— TASK TO COMPLETE —
Would you filter the listing below so that only lines with the word "output" remain?

— STORED DATA —
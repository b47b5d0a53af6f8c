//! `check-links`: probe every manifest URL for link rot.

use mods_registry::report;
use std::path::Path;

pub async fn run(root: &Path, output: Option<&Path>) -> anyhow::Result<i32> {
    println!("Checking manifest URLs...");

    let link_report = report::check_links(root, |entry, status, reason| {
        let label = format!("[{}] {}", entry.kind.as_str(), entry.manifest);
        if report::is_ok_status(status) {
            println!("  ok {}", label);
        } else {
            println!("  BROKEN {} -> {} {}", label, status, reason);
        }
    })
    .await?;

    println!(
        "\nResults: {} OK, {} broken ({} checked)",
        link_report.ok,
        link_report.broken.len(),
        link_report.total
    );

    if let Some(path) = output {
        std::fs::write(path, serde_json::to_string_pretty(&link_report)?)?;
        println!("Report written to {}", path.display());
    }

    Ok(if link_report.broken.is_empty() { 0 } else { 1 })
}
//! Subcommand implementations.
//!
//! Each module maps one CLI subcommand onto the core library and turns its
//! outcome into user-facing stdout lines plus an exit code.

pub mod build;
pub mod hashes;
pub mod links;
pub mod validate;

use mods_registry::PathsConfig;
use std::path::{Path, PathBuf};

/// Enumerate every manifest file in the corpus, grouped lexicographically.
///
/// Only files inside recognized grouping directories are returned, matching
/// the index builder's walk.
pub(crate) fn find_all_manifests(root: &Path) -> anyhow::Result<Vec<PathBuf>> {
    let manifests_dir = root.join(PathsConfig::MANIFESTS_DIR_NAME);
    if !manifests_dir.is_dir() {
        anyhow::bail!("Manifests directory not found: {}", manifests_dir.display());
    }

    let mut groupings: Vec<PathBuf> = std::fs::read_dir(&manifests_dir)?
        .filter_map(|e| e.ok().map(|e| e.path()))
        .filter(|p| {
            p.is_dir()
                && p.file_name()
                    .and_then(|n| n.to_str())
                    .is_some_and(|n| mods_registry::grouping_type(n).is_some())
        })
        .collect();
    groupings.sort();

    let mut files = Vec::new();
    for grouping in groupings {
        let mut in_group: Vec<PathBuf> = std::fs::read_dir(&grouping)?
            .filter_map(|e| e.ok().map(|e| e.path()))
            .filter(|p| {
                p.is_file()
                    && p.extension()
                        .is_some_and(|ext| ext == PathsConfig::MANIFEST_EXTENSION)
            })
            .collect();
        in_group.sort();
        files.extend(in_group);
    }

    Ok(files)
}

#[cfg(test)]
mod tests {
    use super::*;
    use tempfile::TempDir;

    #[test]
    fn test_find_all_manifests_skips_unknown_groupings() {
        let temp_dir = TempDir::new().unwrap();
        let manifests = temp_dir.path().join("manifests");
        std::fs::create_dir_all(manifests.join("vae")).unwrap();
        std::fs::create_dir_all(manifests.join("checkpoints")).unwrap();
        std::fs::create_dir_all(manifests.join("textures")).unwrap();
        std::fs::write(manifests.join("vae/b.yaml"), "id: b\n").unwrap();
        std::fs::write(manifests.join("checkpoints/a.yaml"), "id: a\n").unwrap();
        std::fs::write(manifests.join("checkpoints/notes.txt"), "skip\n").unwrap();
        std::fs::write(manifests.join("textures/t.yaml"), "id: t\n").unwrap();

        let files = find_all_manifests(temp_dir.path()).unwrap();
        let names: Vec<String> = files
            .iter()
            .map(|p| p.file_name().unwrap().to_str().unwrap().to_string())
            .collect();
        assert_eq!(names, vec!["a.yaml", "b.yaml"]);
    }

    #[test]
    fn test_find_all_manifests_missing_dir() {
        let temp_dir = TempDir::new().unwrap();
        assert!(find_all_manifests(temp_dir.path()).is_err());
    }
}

==

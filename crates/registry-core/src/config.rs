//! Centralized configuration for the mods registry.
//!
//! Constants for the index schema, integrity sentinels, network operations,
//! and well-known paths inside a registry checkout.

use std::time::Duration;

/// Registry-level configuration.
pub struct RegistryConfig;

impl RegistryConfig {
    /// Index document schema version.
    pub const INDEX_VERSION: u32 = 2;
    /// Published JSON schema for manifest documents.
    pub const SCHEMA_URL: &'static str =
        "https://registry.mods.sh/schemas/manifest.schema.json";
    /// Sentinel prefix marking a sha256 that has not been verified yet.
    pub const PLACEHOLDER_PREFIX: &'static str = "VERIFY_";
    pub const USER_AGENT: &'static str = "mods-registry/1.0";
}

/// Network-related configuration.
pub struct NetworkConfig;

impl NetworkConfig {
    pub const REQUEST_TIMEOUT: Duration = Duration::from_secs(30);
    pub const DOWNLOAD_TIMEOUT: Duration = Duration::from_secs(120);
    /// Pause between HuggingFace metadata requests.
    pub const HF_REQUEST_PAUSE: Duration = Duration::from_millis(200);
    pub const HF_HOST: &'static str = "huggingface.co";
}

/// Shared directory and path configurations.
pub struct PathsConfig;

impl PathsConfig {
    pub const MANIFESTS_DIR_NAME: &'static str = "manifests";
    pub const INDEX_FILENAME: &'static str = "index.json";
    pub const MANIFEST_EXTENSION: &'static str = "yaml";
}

...

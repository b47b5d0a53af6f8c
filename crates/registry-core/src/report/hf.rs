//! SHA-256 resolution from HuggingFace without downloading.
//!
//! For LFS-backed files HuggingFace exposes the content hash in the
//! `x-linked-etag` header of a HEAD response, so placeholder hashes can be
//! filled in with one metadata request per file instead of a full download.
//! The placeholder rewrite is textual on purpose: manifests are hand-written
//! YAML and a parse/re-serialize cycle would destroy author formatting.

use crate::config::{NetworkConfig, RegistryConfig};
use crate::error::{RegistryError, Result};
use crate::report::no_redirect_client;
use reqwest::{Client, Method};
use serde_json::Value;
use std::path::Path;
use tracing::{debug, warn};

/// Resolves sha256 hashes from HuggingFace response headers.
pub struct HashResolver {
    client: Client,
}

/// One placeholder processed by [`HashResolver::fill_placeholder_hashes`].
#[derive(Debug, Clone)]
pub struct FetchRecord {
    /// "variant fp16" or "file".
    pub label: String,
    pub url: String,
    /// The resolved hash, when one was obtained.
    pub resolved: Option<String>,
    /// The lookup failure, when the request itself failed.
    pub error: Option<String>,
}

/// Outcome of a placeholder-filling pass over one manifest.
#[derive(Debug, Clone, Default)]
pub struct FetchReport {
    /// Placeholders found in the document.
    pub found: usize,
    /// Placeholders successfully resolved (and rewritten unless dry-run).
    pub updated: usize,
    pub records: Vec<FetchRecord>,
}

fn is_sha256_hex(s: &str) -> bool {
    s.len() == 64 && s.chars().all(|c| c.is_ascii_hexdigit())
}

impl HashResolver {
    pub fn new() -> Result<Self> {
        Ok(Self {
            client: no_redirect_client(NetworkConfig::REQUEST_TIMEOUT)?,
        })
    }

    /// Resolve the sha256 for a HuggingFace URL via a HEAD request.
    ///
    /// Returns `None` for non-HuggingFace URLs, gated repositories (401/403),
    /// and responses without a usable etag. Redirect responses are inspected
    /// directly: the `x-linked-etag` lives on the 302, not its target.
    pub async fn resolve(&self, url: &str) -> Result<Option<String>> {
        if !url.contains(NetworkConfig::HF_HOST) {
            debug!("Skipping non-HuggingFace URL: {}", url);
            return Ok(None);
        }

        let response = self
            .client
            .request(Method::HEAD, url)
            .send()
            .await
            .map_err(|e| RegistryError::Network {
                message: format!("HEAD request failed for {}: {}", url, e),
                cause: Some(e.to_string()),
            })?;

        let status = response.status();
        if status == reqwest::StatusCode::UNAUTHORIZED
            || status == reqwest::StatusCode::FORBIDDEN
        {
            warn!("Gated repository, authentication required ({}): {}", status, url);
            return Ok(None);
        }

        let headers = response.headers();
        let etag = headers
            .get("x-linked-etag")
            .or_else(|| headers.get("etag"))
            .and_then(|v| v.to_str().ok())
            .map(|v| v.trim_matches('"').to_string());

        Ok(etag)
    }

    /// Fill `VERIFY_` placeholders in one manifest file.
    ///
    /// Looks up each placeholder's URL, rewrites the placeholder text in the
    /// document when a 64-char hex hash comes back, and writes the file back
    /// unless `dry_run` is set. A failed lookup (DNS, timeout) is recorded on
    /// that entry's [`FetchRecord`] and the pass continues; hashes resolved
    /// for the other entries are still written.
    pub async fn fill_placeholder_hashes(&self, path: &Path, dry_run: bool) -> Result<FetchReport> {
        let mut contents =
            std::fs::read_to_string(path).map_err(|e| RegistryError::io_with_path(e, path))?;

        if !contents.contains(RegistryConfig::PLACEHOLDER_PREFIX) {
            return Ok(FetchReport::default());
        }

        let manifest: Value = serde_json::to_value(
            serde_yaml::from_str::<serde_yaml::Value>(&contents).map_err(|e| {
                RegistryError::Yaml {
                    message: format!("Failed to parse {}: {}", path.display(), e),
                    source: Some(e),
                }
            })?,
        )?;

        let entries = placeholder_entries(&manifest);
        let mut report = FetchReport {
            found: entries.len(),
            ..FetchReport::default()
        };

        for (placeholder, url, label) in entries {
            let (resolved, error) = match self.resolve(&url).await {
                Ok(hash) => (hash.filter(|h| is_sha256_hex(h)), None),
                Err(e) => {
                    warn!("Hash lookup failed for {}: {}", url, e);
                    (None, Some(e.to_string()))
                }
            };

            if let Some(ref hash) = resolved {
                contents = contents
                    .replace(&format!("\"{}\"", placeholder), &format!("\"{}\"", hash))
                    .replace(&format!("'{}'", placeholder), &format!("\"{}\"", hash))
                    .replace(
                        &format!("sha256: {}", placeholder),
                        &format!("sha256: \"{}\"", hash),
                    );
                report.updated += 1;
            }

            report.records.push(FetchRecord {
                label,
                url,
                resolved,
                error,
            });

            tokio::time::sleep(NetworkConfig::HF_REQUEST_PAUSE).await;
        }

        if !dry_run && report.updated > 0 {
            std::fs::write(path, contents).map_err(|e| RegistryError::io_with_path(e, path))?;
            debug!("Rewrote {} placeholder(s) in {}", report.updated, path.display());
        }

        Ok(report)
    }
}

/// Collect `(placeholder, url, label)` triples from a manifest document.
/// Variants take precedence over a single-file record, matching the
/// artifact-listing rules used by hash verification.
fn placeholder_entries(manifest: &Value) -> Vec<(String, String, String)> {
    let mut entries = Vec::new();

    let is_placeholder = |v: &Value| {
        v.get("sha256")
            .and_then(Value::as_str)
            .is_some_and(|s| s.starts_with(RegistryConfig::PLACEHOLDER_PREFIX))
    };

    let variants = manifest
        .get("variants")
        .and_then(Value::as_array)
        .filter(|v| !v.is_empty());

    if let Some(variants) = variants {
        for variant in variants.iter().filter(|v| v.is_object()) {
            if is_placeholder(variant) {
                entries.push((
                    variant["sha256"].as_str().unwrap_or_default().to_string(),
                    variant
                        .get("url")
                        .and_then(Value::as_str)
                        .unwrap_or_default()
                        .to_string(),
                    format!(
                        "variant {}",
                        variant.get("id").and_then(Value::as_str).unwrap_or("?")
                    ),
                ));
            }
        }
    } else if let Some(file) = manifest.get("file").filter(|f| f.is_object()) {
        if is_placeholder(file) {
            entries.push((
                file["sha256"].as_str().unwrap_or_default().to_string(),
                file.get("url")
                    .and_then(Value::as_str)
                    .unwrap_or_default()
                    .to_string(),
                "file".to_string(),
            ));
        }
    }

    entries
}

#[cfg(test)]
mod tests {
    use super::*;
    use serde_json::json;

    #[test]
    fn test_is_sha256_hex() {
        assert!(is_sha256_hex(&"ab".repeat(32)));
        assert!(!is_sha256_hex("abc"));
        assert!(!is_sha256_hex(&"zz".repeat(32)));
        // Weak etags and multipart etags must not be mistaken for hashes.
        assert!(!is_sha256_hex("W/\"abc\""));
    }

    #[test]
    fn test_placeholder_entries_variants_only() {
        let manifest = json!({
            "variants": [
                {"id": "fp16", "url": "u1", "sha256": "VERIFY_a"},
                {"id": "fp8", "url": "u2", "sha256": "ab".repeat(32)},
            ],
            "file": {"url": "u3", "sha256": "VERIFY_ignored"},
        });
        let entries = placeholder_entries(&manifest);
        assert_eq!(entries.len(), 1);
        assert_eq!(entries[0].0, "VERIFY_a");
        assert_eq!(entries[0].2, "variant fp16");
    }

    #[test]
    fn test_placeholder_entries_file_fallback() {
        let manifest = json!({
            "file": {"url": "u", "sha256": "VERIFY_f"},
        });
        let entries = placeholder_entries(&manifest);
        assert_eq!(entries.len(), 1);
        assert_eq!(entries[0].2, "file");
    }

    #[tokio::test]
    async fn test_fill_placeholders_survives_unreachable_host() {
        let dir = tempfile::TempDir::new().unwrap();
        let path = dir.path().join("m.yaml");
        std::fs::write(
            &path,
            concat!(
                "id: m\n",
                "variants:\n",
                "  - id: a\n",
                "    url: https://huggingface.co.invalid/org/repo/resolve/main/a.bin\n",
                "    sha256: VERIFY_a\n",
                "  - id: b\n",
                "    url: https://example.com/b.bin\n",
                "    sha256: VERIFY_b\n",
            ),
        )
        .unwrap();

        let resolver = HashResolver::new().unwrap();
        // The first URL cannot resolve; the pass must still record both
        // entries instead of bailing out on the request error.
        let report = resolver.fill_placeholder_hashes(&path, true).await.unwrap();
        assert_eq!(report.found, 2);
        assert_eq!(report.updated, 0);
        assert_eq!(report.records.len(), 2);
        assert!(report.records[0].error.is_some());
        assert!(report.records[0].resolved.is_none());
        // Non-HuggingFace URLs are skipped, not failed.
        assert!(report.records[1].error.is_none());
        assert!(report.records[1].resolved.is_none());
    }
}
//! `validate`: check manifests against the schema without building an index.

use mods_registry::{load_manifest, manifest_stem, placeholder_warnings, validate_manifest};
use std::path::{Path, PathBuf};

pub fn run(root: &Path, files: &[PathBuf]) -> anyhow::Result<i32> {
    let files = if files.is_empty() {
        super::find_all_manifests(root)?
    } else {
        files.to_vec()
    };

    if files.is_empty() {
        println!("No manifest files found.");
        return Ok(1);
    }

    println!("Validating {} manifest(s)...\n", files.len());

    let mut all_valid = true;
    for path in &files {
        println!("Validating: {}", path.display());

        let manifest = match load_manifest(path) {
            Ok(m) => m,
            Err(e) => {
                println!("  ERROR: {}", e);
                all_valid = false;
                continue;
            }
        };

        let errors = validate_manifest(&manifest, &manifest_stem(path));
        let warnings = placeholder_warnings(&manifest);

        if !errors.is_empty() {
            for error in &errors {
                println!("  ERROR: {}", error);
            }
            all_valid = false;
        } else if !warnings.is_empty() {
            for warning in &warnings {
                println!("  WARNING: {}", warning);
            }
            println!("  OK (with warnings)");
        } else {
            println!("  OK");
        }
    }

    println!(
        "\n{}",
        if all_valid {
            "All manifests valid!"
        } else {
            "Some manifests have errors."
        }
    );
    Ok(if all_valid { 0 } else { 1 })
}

— SOLUTION FOR THIS TASK —
pub async fn run(root: &Path, output: Option<&Path>) -> anyhow::Result<i32> {
    if let Some(path) = output {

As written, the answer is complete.